* ACTIVITY:
In the data below, find the lines containing "false" and say how many there are, nothing more.

*** PROVIDED DATA ***

//! Loss strategies for multi-channel segmentation
//!
//! Three criteria are supported, selected by name at configuration time:
//!
//! - `BCE`: per-pixel binary cross entropy on logits
//! - `BCE+DICE`: binary cross entropy plus a soft Dice term
//! - `TVERSKY`: Tversky loss weighting false negatives over false positives
//!
//! Each criterion carries a channel-layout contract: BCE-family losses
//! consume channels-last tensors, Tversky consumes channels-first. The
//! trainer applies the layout once for both logits and targets so a
//! criterion never sees the wrong arrangement.

use std::fmt;
use std::str::FromStr;

use burn::prelude::*;
use burn::tensor::activation;
use serde::{Deserialize, Serialize};

use crate::error::SteelSegError;

/// Smoothing constant for Dice and Tversky denominators
const SMOOTH: f32 = 1.0;

/// Tversky false-positive weight
const TVERSKY_ALPHA: f32 = 0.3;

/// Tversky false-negative weight
const TVERSKY_BETA: f32 = 0.7;

/// Loss selector, parsed from its configuration name
#[derive(Debug, Clone, Copy, PartialEq, Eq, Serialize, Deserialize)]
pub enum LossKind {
    Bce,
    BceDice,
    Tversky,
}

impl LossKind {
    pub fn as_str(self) -> &'static str {
        match self {
            LossKind::Bce => "BCE",
            LossKind::BceDice => "BCE+DICE",
            LossKind::Tversky => "TVERSKY",
        }
    }
}

impl fmt::Display for LossKind {
    fn fmt(&self, f: &mut fmt::Formatter<'_>) -> fmt::Result {
        f.write_str(self.as_str())
    }
}

impl FromStr for LossKind {
    type Err = SteelSegError;

    fn from_str(s: &str) -> Result<Self, Self::Err> {
        match s.to_uppercase().as_str() {
            "BCE" => Ok(LossKind::Bce),
            "BCE+DICE" | "BCE_DICE" | "BCEDICE" => Ok(LossKind::BceDice),
            "TVERSKY" => Ok(LossKind::Tversky),
            other => Err(SteelSegError::Config(format!(
                "unknown loss '{other}' (expected BCE, BCE+DICE or TVERSKY)"
            ))),
        }
    }
}

/// Tensor arrangement a criterion expects its inputs in
#[derive(Debug, Clone, Copy, PartialEq, Eq)]
pub enum ChannelLayout {
    /// [batch, channels, height, width], as produced by the model
    ChannelsFirst,
    /// [batch, height, width, channels]
    ChannelsLast,
}

impl ChannelLayout {
    /// Rearrange a channels-first tensor into this layout.
    pub fn apply<B: Backend>(self, tensor: Tensor<B, 4>) -> Tensor<B, 4> {
        match self {
            ChannelLayout::ChannelsFirst => tensor,
            ChannelLayout::ChannelsLast => tensor.permute([0, 2, 3, 1]),
        }
    }
}

/// A configured loss criterion
#[derive(Debug, Clone, Copy)]
pub enum Criterion {
    Bce,
    BceDice,
    Tversky,
}

impl From<LossKind> for Criterion {
    fn from(kind: LossKind) -> Self {
        match kind {
            LossKind::Bce => Criterion::Bce,
            LossKind::BceDice => Criterion::BceDice,
            LossKind::Tversky => Criterion::Tversky,
        }
    }
}

impl Criterion {
    /// Layout this criterion expects logits and targets in.
    pub fn layout(&self) -> ChannelLayout {
        match self {
            Criterion::Bce | Criterion::BceDice => ChannelLayout::ChannelsLast,
            Criterion::Tversky => ChannelLayout::ChannelsFirst,
        }
    }

    /// Rearrange a channels-first logits/targets pair into this criterion's
    /// layout. Both tensors get the identical permutation, so predictions
    /// and supervision stay aligned.
    pub fn layout_pair<B: Backend>(
        &self,
        logits: Tensor<B, 4>,
        targets: Tensor<B, 4>,
    ) -> (Tensor<B, 4>, Tensor<B, 4>) {
        let layout = self.layout();
        (layout.apply(logits), layout.apply(targets))
    }

    /// Compute the scalar loss. `logits` and `targets` must already be in
    /// `self.layout()`.
    pub fn forward<B: Backend>(
        &self,
        logits: Tensor<B, 4>,
        targets: Tensor<B, 4>,
    ) -> Tensor<B, 1> {
        match self {
            Criterion::Bce => bce_with_logits(logits, targets),
            Criterion::BceDice => {
                let bce = bce_with_logits(logits.clone(), targets.clone());
                bce + dice_loss(logits, targets)
            }
            Criterion::Tversky => tversky_loss(logits, targets),
        }
    }
}

/// Numerically stable binary cross entropy on logits:
/// `-(y * log_sigmoid(x) + (1 - y) * log_sigmoid(-x))`, averaged.
fn bce_with_logits<B: Backend>(logits: Tensor<B, 4>, targets: Tensor<B, 4>) -> Tensor<B, 1> {
    let pos = targets.clone() * activation::log_sigmoid(logits.clone());
    let neg = (targets.neg() + 1.0) * activation::log_sigmoid(logits.neg());
    (pos + neg).neg().mean()
}

/// Soft Dice loss: `1 - (2 * intersection + smooth) / (sums + smooth)`.
fn dice_loss<B: Backend>(logits: Tensor<B, 4>, targets: Tensor<B, 4>) -> Tensor<B, 1> {
    let probs = activation::sigmoid(logits);
    let intersection = (probs.clone() * targets.clone()).sum();
    let sums = probs.sum() + targets.sum();
    let dice = (intersection * 2.0 + SMOOTH) / (sums + SMOOTH);
    dice.neg() + 1.0
}

/// Tversky loss with fixed alpha/beta, penalizing false negatives harder
/// than false positives.
fn tversky_loss<B: Backend>(logits: Tensor<B, 4>, targets: Tensor<B, 4>) -> Tensor<B, 1> {
    let probs = activation::sigmoid(logits);
    let tp = (probs.clone() * targets.clone()).sum();
    let fp = (probs.clone() * (targets.clone().neg() + 1.0)).sum();
    let fn_ = ((probs.neg() + 1.0) * targets).sum();
    let index = (tp.clone() + SMOOTH) / (tp + fp * TVERSKY_ALPHA + fn_ * TVERSKY_BETA + SMOOTH);
    index.neg() + 1.0
}

#[cfg(test)]
mod tests {
    use super::*;
    use burn::backend::NdArray;

    type TestBackend = NdArray<f32>;

    fn tensor_from(data: Vec<f32>, shape: [usize; 4]) -> Tensor<TestBackend, 4> {
        let device = Default::default();
        Tensor::from_floats(TensorData::new(data, shape), &device)
    }

    #[test]
    fn test_unknown_loss_name_is_rejected() {
        let err = "FOCAL".parse::<LossKind>();
        assert!(matches!(err, Err(SteelSegError::Config(_))));
    }

    #[test]
    fn test_known_loss_names_parse_case_insensitively() {
        assert_eq!("bce".parse::<LossKind>().unwrap(), LossKind::Bce);
        assert_eq!("BCE+DICE".parse::<LossKind>().unwrap(), LossKind::BceDice);
        assert_eq!("tversky".parse::<LossKind>().unwrap(), LossKind::Tversky);
    }

    #[test]
    fn test_channels_last_permutes_dims() {
        let t = tensor_from(vec![0.0; 2 * 3 * 4 * 5], [2, 3, 4, 5]);
        assert_eq!(ChannelLayout::ChannelsLast.apply(t.clone()).dims(), [2, 4, 5, 3]);
        assert_eq!(ChannelLayout::ChannelsFirst.apply(t).dims(), [2, 3, 4, 5]);
    }

    #[test]
    fn test_criterion_layouts() {
        assert_eq!(Criterion::Bce.layout(), ChannelLayout::ChannelsLast);
        assert_eq!(Criterion::BceDice.layout(), ChannelLayout::ChannelsLast);
        assert_eq!(Criterion::Tversky.layout(), ChannelLayout::ChannelsFirst);
    }

    #[test]
    fn test_bce_at_zero_logits_is_ln_two() {
        let logits = tensor_from(vec![0.0; 16], [1, 2, 2, 4]);
        let targets = tensor_from(vec![1.0; 16], [1, 2, 2, 4]);
        let loss: f32 = Criterion::Bce.forward(logits, targets).into_scalar().elem();
        assert!((loss - std::f32::consts::LN_2).abs() < 1e-5);
    }

    #[test]
    fn test_confident_correct_prediction_has_low_loss() {
        let logits = tensor_from(vec![10.0; 16], [1, 2, 2, 4]);
        let targets = tensor_from(vec![1.0; 16], [1, 2, 2, 4]);

        let bce: f32 = Criterion::Bce
            .forward(logits.clone(), targets.clone())
            .into_scalar()
            .elem();
        assert!(bce < 1e-3);

        let bce_dice: f32 = Criterion::BceDice
            .forward(logits.clone(), targets.clone())
            .into_scalar()
            .elem();
        assert!(bce_dice < 1e-2);

        let tversky: f32 = Criterion::Tversky
            .forward(logits, targets)
            .into_scalar()
            .elem();
        assert!(tversky < 1e-2);
    }

    #[test]
    fn test_confident_wrong_prediction_has_high_loss() {
        let logits = tensor_from(vec![10.0; 16], [1, 2, 2, 4]);
        let targets = tensor_from(vec![0.0; 16], [1, 2, 2, 4]);
        let loss: f32 = Criterion::BceDice.forward(logits, targets).into_scalar().elem();
        assert!(loss > 1.0);
    }
}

*** End of PROVIDED DATA ***

* TASK RESPONSE:
5